Stored data
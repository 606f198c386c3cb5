//! Handler traits and utilities
//!
//! [`Handler`] is implemented for async functions of up to eight arguments
//! whose argument types implement [`Bind`] and whose output implements
//! [`ReturnSlots`]. The implementation binds every argument in order, then
//! hands back the call's future; the first binding failure stops the call.
//!
//! Methods are bound through [`method`]: the receiver is taken by value and
//! created with `Default::default()` on every call.

use futures::future::BoxFuture;
use std::future::Future;
use std::marker::PhantomData;

use crate::binder::Bind;
use crate::context::RequestContext;
use crate::descriptor::HandlerDescriptor;
use crate::encoder::{ReturnSlots, Slot};
use crate::error::BindError;

/// Future yielding a handler's return slots.
pub type SlotFuture = BoxFuture<'static, Vec<Slot>>;

/// A function the dispatcher can bind and call.
///
/// `Args` is the tuple of argument types; it only disambiguates the impls.
pub trait Handler<Args>: Clone + Send + Sync + Sized + 'static {
    /// Shape derived from the argument and output types.
    fn descriptor() -> HandlerDescriptor;

    /// Bind every argument from `ctx` and start the call.
    fn invoke(&self, ctx: &RequestContext) -> Result<SlotFuture, BindError>;
}

macro_rules! impl_handler {
    ($($ty:ident),*) => {
        #[allow(non_snake_case, unused_variables)]
        impl<F, Fut, R, $($ty,)*> Handler<($($ty,)*)> for F
        where
            F: Fn($($ty),*) -> Fut + Clone + Send + Sync + 'static,
            Fut: Future<Output = R> + Send + 'static,
            R: ReturnSlots,
            $($ty: Bind,)*
        {
            fn descriptor() -> HandlerDescriptor {
                HandlerDescriptor::new(vec![$(<$ty as Bind>::spec()),*], R::shapes())
            }

            fn invoke(&self, ctx: &RequestContext) -> Result<SlotFuture, BindError> {
                $(let $ty = <$ty as Bind>::bind(ctx)?;)*
                let call = (self)($($ty),*);
                Ok(Box::pin(async move { call.await.into_slots() }))
            }
        }

        #[allow(non_snake_case, unused_variables)]
        impl<Recv, F, Fut, R, $($ty,)*> Handler<(Recv, $($ty,)*)> for Method<Recv, F>
        where
            Recv: Default + Send + 'static,
            F: Fn(Recv, $($ty),*) -> Fut + Clone + Send + Sync + 'static,
            Fut: Future<Output = R> + Send + 'static,
            R: ReturnSlots,
            $($ty: Bind,)*
        {
            fn descriptor() -> HandlerDescriptor {
                HandlerDescriptor::new(vec![$(<$ty as Bind>::spec()),*], R::shapes())
                    .with_receiver(short_type_name::<Recv>())
            }

            fn invoke(&self, ctx: &RequestContext) -> Result<SlotFuture, BindError> {
                $(let $ty = <$ty as Bind>::bind(ctx)?;)*
                let call = (self.f)(Recv::default(), $($ty),*);
                Ok(Box::pin(async move { call.await.into_slots() }))
            }
        }
    };
}

impl_handler!();
impl_handler!(A1);
impl_handler!(A1, A2);
impl_handler!(A1, A2, A3);
impl_handler!(A1, A2, A3, A4);
impl_handler!(A1, A2, A3, A4, A5);
impl_handler!(A1, A2, A3, A4, A5, A6);
impl_handler!(A1, A2, A3, A4, A5, A6, A7);
impl_handler!(A1, A2, A3, A4, A5, A6, A7, A8);

/// A method bound to a fresh `Recv::default()` receiver per call.
pub struct Method<Recv, F> {
    f: F,
    _receiver: PhantomData<fn() -> Recv>,
}

impl<Recv, F: Clone> Clone for Method<Recv, F> {
    fn clone(&self) -> Self {
        Self {
            f: self.f.clone(),
            _receiver: PhantomData,
        }
    }
}

/// Bind a by-value method such as `UserApi::list`.
///
/// ```rust,ignore
/// #[derive(Default)]
/// struct UserApi;
///
/// impl UserApi {
///     async fn list(self, page: Body<PageParams>) -> Result<PageResult<User>, ApiError> { ... }
/// }
///
/// router.route("/user/list", post(wrap(method(UserApi::list))));
/// ```
pub fn method<Recv, F>(f: F) -> Method<Recv, F> {
    Method {
        f,
        _receiver: PhantomData,
    }
}

/// Last path segment of a type name, without generic arguments.
fn short_type_name<T>() -> String {
    let full = std::any::type_name::<T>();
    let base = full.split('<').next().unwrap_or(full);
    base.rsplit("::").next().unwrap_or(base).to_string()
}

#[cfg(test)]
mod tests {
    use super::*;
    use crate::binder::Body;
    use crate::descriptor::{ParameterSpec, ReturnShape};
    use crate::envelope::Envelope;

    #[derive(Default)]
    struct Api;

    impl Api {
        async fn ping(self, _ctx: RequestContext) -> Envelope {
            Envelope::ok("pong")
        }
    }

    async fn create(_body: Body<serde_json::Value>) -> Result<u32, String> {
        Ok(1)
    }

    async fn nothing() {}

    async fn plain(_ctx: RequestContext) {}

    fn descriptor_of<Args, H: Handler<Args>>(_h: H) -> HandlerDescriptor {
        H::descriptor()
    }

    #[test]
    fn test_function_descriptor() {
        let d = descriptor_of(create);
        assert_eq!(d.receiver, None);
        assert_eq!(d.params, vec![ParameterSpec::StructBody]);
        assert_eq!(d.returns, vec![ReturnShape::Payload, ReturnShape::Error]);
    }

    #[test]
    fn test_method_descriptor() {
        let d = descriptor_of(method(Api::ping));
        assert_eq!(d.receiver.as_deref(), Some("Api"));
        assert_eq!(d.params, vec![ParameterSpec::RequestContext]);
        assert_eq!(d.returns, vec![ReturnShape::Envelope]);
    }

    #[test]
    fn test_zero_arity_and_plain() {
        let d = descriptor_of(nothing);
        assert!(d.params.is_empty());
        assert!(d.returns.is_empty());
        assert!(descriptor_of(plain).is_plain());
    }

    #[test]
    fn test_short_type_name() {
        assert_eq!(short_type_name::<Api>(), "Api");
        assert_eq!(short_type_name::<Vec<String>>(), "Vec");
    }
}
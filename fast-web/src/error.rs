//! Error types for binding and dispatch
//!
//! Request-time failures never escape as transport errors. Every [`BindError`]
//! is turned into a failure [`Envelope`](crate::Envelope) by the dispatcher.
//!
//! # Example
//! ```rust,ignore
//! use fast_web::{BindError, Envelope};
//!
//! let err = BindError::decode("expected value at line 1 column 1");
//! let envelope: Envelope = err.into();
//! assert_eq!(envelope.code, 500);
//! ```

use std::path::PathBuf;
use thiserror::Error;

use crate::envelope::{CODE_FAILURE, Envelope};

/// Failure while materializing a handler argument.
#[derive(Debug, Clone, PartialEq, Eq, Error)]
pub enum BindError {
    /// The request body (or form/query) could not be decoded into the declared type.
    #[error("{0}")]
    Decode(String),

    /// The decoded value failed validation; the message is already localized.
    #[error("{0}")]
    Validation(String),

    /// The request body could not be read.
    #[error("{0}")]
    Body(String),
}

impl BindError {
    /// Create a decode error.
    pub fn decode(message: impl Into<String>) -> Self {
        Self::Decode(message.into())
    }

    /// Create a validation error.
    pub fn validation(message: impl Into<String>) -> Self {
        Self::Validation(message.into())
    }

    /// Create a body read error.
    pub fn body(message: impl Into<String>) -> Self {
        Self::Body(message.into())
    }

    /// Envelope code reported for this failure.
    pub fn code(&self) -> i32 {
        CODE_FAILURE
    }

    /// Short label used in log fields.
    pub fn kind(&self) -> &'static str {
        match self {
            Self::Decode(_) => "decode",
            Self::Validation(_) => "validation",
            Self::Body(_) => "body",
        }
    }
}

impl From<serde_json::Error> for BindError {
    fn from(err: serde_json::Error) -> Self {
        Self::Decode(err.to_string())
    }
}

impl From<serde_urlencoded::de::Error> for BindError {
    fn from(err: serde_urlencoded::de::Error) -> Self {
        Self::Decode(err.to_string())
    }
}

impl From<BindError> for Envelope {
    fn from(err: BindError) -> Self {
        Envelope::error(err.code(), err.to_string())
    }
}

/// Errors while loading runtime configuration.
#[derive(Debug, Error)]
pub enum ConfigError {
    /// Config file could not be read.
    #[error("failed to read config file {path}: {source}")]
    Io {
        /// Path that failed.
        path: PathBuf,
        /// Underlying error.
        #[source]
        source: std::io::Error,
    },

    /// Config file is not valid TOML for [`WebConfig`](crate::WebConfig).
    #[error("invalid config: {0}")]
    Parse(#[from] toml::de::Error),

    /// A value parsed but is out of range.
    #[error("invalid value for '{field}': {message}")]
    InvalidValue {
        /// Offending field.
        field: String,
        /// Why it was rejected.
        message: String,
    },
}

/// Top-level error for the runtime crate.
#[derive(Debug, Error)]
pub enum WebError {
    /// Argument binding failed.
    #[error(transparent)]
    Bind(#[from] BindError),

    /// Configuration failed to load.
    #[error(transparent)]
    Config(#[from] ConfigError),

    /// The tracing subscriber could not be installed.
    #[error("failed to initialize logging: {0}")]
    Logging(String),
}

/// Result type for runtime operations.
pub type WebResult<T> = Result<T, WebError>;
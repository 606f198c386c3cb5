//! File writer for the generated route table.
//!
//! The new content goes to a temporary file next to the destination and is
//! renamed into place once the previous output has been removed. Dry-run mode
//! returns the content without touching the disk.

use crate::error::{CliResult, WriteError};
use std::io::Write;
use std::path::{Path, PathBuf};
use tempfile::NamedTempFile;

/// Result of a write operation.
#[derive(Debug)]
pub enum WriteResult {
    /// File was written successfully.
    Written {
        /// Path to the written file.
        path: PathBuf,
        /// Number of bytes written.
        bytes: usize,
    },
    /// Dry run - content was not written.
    DryRun {
        /// Content that would have been written.
        content: String,
        /// Path where content would have been written.
        path: PathBuf,
    },
}

/// File writer with dry-run support.
#[derive(Debug)]
pub struct FileWriter {
    /// Whether to run in dry-run mode.
    dry_run: bool,
}

impl FileWriter {
    /// Create a new file writer.
    pub fn new(dry_run: bool) -> Self {
        Self { dry_run }
    }

    /// Write content to a file.
    ///
    /// In dry-run mode, returns the content without writing.
    pub fn write(&self, path: &Path, content: &str) -> CliResult<WriteResult> {
        if self.dry_run {
            return Ok(WriteResult::DryRun {
                content: content.to_string(),
                path: path.to_path_buf(),
            });
        }

        let parent = match path.parent() {
            Some(parent) if !parent.as_os_str().is_empty() => parent.to_path_buf(),
            _ => PathBuf::from("."),
        };
        if !parent.exists() {
            std::fs::create_dir_all(&parent).map_err(|e| WriteError::CreateDir {
                path: parent.clone(),
                source: e,
            })?;
        }

        let mut temp = NamedTempFile::new_in(&parent).map_err(|e| WriteError::WriteFile {
            path: parent.clone(),
            source: e,
        })?;
        temp.write_all(content.as_bytes())
            .map_err(|e| WriteError::WriteFile {
                path: temp.path().to_path_buf(),
                source: e,
            })?;

        if path.exists() {
            std::fs::remove_file(path).map_err(|e| WriteError::Remove {
                path: path.to_path_buf(),
                source: e,
            })?;
        }
        temp.persist(path).map_err(|e| WriteError::Persist {
            path: path.to_path_buf(),
            source: e.error,
        })?;

        Ok(WriteResult::Written {
            path: path.to_path_buf(),
            bytes: content.len(),
        })
    }

    /// Check if running in dry-run mode.
    pub fn is_dry_run(&self) -> bool {
        self.dry_run
    }
}

impl WriteResult {
    /// Get the path associated with this result.
    pub fn path(&self) -> &Path {
        match self {
            WriteResult::Written { path, .. } => path,
            WriteResult::DryRun { path, .. } => path,
        }
    }

    /// Check if the write was successful (not dry-run).
    pub fn was_written(&self) -> bool {
        matches!(self, WriteResult::Written { .. })
    }
}
//! Property-based tests for fast-web-cli.
//!
//! Properties tested:
//! - Property 1: File Discovery Completeness
//! - Property 2: Route Extraction Completeness
//! - Property 3: First Limit Declaration Wins
//! - Property 4: Alias Shape
//! - Property 5: Generation Idempotence
//! - Property 6: Dry Run Safety
//! - Property 7: Config Override Precedence

use proptest::prelude::*;
use std::fs;
use std::path::{Path, PathBuf};
use tempfile::TempDir;

use fast_web_cli::{
    RouteGenerator,
    annotation::MainTags,
    config::{CliArgs, ConfigManager, GenConfig},
    emitter::module_alias,
    parser::RouteParser,
    resolver::LimitResolver,
    scanner::SourceScanner,
};

// =============================================================================
// Generators for property tests
// =============================================================================

/// Generate a lowercase Rust identifier that is not a keyword.
fn arb_identifier() -> impl Strategy<Value = String> {
    "h_[a-z][a-z0-9_]{0,10}".prop_map(|s| s)
}

/// Generate an HTTP method as written in annotations.
fn arb_method() -> impl Strategy<Value = &'static str> {
    prop::sample::select(vec!["get", "POST", "Put", "delete", "patch", "ANY"])
}

/// Generate a route path.
fn arb_path() -> impl Strategy<Value = String> {
    prop::collection::vec("[a-z0-9]{1,6}", 1..4).prop_map(|segments| format!("/{}", segments.join("/")))
}

/// An annotated handler.
fn annotated_fn(name: &str, path: &str, method: &str, limit: Option<&str>) -> String {
    let limit = limit
        .map(|l| format!("/// @limit {l}\n"))
        .unwrap_or_default();
    format!("/// Handler {name}.\n/// @router {path} [{method}]\n{limit}pub async fn {name}(ctx: RequestContext) {{}}\n\n")
}

/// Generate a directory structure with Rust files.
fn create_test_directory(files: &[(&str, &str)]) -> TempDir {
    let dir = TempDir::new().unwrap();
    for (path, content) in files {
        let full_path = dir.path().join(path);
        if let Some(parent) = full_path.parent() {
            fs::create_dir_all(parent).unwrap();
        }
        fs::write(full_path, content).unwrap();
    }
    dir
}

fn config_for(dir: &Path) -> GenConfig {
    GenConfig {
        dirs: vec![dir.join("src")],
        output: dir.join("src/load_router.rs"),
        ..Default::default()
    }
}

// =============================================================================
// Property 1: File Discovery Completeness
//
// Every non-test .rs file below the root is discovered exactly once, in
// sorted path order.
// =============================================================================

proptest! {
    #![proptest_config(ProptestConfig::with_cases(50))]

    #[test]
    fn prop_file_discovery_completeness(
        file_count in 1usize..10,
        depth in 1usize..4,
    ) {
        let dir = TempDir::new().unwrap();
        let mut expected = Vec::new();

        for i in 0..file_count {
            let subdir = (0..(i % depth))
                .map(|j| format!("dir{j}"))
                .collect::<Vec<_>>()
                .join("/");
            let file_path = if subdir.is_empty() {
                format!("file{i}.rs")
            } else {
                format!("{subdir}/file{i}.rs")
            };

            let full_path = dir.path().join(&file_path);
            fs::create_dir_all(full_path.parent().unwrap()).unwrap();
            fs::write(&full_path, "fn f() {}").unwrap();
            expected.push(full_path);
        }

        // Never discovered
        fs::write(dir.path().join("README.md"), "# Test").unwrap();
        fs::write(dir.path().join("file_test.rs"), "fn t() {}").unwrap();

        let files = SourceScanner::new(dir.path()).scan().unwrap();
        prop_assert_eq!(files.len(), expected.len());

        let mut sorted: Vec<PathBuf> = files.iter().map(|f| f.path.clone()).collect();
        let walked = sorted.clone();
        sorted.sort();
        prop_assert_eq!(walked, sorted);
    }
}

// =============================================================================
// Property 2: Route Extraction Completeness
//
// Every annotated function yields one route, in declaration order, with the
// method upper-cased and the path preserved.
// =============================================================================

proptest! {
    #![proptest_config(ProptestConfig::with_cases(100))]

    #[test]
    fn prop_route_extraction_completeness(
        handlers in prop::collection::btree_map(arb_identifier(), (arb_path(), arb_method()), 1..8),
    ) {
        let source: String = handlers
            .iter()
            .map(|(name, (path, method))| annotated_fn(name, path, method, None))
            .collect();

        let routes = RouteParser::new()
            .parse_source(&source, Path::new("api.rs"), "crate::api")
            .unwrap();

        prop_assert_eq!(routes.len(), handlers.len());
        for (route, (name, (path, method))) in routes.iter().zip(&handlers) {
            prop_assert_eq!(&route.method_name, name);
            prop_assert_eq!(&route.path, path);
            prop_assert_eq!(route.http_method.clone(), method.to_uppercase());
            prop_assert!(route.descriptor.is_plain());
        }
    }
}

// =============================================================================
// Property 3: First Limit Declaration Wins
//
// For any sequence of complete declarations sharing a name, the merged
// group carries the first declaration's rate and capacity.
// =============================================================================

proptest! {
    #![proptest_config(ProptestConfig::with_cases(100))]

    #[test]
    fn prop_first_limit_declaration_wins(
        limits in prop::collection::vec((0u32..1000, 0u32..1000), 1..6),
    ) {
        let source: String = limits
            .iter()
            .enumerate()
            .map(|(i, (num, cap))| {
                annotated_fn(&format!("h{i}"), &format!("/r{i}"), "GET", Some(&format!("{num} {cap} shared")))
            })
            .collect();

        let routes = RouteParser::new()
            .parse_source(&source, Path::new("api.rs"), "crate::api")
            .unwrap();
        let ctx = LimitResolver::resolve(routes).unwrap();

        prop_assert_eq!(ctx.limiters.len(), 1);
        prop_assert_eq!(ctx.limiters[0].num, limits[0].0);
        prop_assert_eq!(ctx.limiters[0].cap, limits[0].1);
    }
}

// =============================================================================
// Property 4: Alias Shape
//
// Aliases contain no path separators and start each segment upper-cased.
// =============================================================================

proptest! {
    #![proptest_config(ProptestConfig::with_cases(200))]

    #[test]
    fn prop_alias_shape(segments in prop::collection::vec("[a-z][a-z0-9]{0,6}", 1..5)) {
        let alias = module_alias(&segments.join("::"));

        prop_assert!(!alias.contains(':'));
        prop_assert!(!alias.contains('/'));
        prop_assert!(!alias.contains('.'));
        prop_assert_eq!(alias.len(), segments.iter().map(String::len).sum::<usize>());

        let expected: String = segments
            .iter()
            .map(|s| format!("{}{}", s[..1].to_uppercase(), &s[1..]))
            .collect();
        prop_assert_eq!(alias, expected);
    }
}

// =============================================================================
// Property 5: Generation Idempotence
//
// Two runs over unchanged sources produce byte-identical output.
// =============================================================================

proptest! {
    #![proptest_config(ProptestConfig::with_cases(20))]

    #[test]
    fn prop_generation_idempotence(
        handlers in prop::collection::btree_map(arb_identifier(), (arb_path(), arb_method()), 1..6),
    ) {
        let source: String = handlers
            .iter()
            .map(|(name, (path, method))| annotated_fn(name, path, method, Some("5 10 shared")))
            .collect();
        let dir = create_test_directory(&[
            ("Cargo.toml", "[package]\nname = \"app\""),
            ("src/api/user.rs", &source),
        ]);

        let generator = RouteGenerator::new(config_for(dir.path()));
        generator.run(false).unwrap();
        let first = fs::read_to_string(dir.path().join("src/load_router.rs")).unwrap();
        generator.run(false).unwrap();
        let second = fs::read_to_string(dir.path().join("src/load_router.rs")).unwrap();

        prop_assert_eq!(first, second);
        prop_assert!(generator.check().is_ok());
    }
}

// =============================================================================
// Property 6: Dry Run Safety
//
// A dry run never creates the output file.
// =============================================================================

proptest! {
    #![proptest_config(ProptestConfig::with_cases(20))]

    #[test]
    fn prop_dry_run_safety(name in arb_identifier(), path in arb_path()) {
        let source = annotated_fn(&name, &path, "GET", None);
        let dir = create_test_directory(&[("src/api.rs", &source)]);

        let (output, _) = RouteGenerator::new(config_for(dir.path())).run(true).unwrap();

        prop_assert!(!dir.path().join("src/load_router.rs").exists());
        prop_assert_eq!(output.route_count, 1);
    }
}

// =============================================================================
// Property 7: Config Override Precedence
//
// Main-fn tags beat CLI flags, which beat the config file.
// =============================================================================

proptest! {
    #![proptest_config(ProptestConfig::with_cases(100))]

    #[test]
    fn prop_config_override_precedence(
        file_output in "[a-z]{1,8}\\.rs",
        cli_output in proptest::option::of("[a-z]{1,8}\\.rs"),
        tag_output in proptest::option::of("[a-z]{1,8}\\.rs"),
    ) {
        let file = GenConfig {
            output: PathBuf::from(&file_output),
            ..Default::default()
        };
        let args = CliArgs {
            output: cli_output.as_ref().map(PathBuf::from),
            ..Default::default()
        };
        let tags = MainTags {
            output: tag_output.clone(),
            ..Default::default()
        };

        let merged = ConfigManager::apply_main_tags(ConfigManager::merge_cli_args(file, &args), &tags);
        let expected = tag_output.or(cli_output).unwrap_or(file_output);
        prop_assert_eq!(merged.output, PathBuf::from(expected));
    }
}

PROBLEM: With the line that has "impl_handler!();" as the first and the line that has "impl_handler!(A1, A2, A3, A4, A5, A6, A7, A8);" as the last, repeat exactly that run of lines above and no more.

YOUR SOLUTION:
impl_handler!();
impl_handler!(A1);
impl_handler!(A1, A2);
impl_handler!(A1, A2, A3);
impl_handler!(A1, A2, A3, A4);
impl_handler!(A1, A2, A3, A4, A5);
impl_handler!(A1, A2, A3, A4, A5, A6);
impl_handler!(A1, A2, A3, A4, A5, A6, A7);
impl_handler!(A1, A2, A3, A4, A5, A6, A7, A8);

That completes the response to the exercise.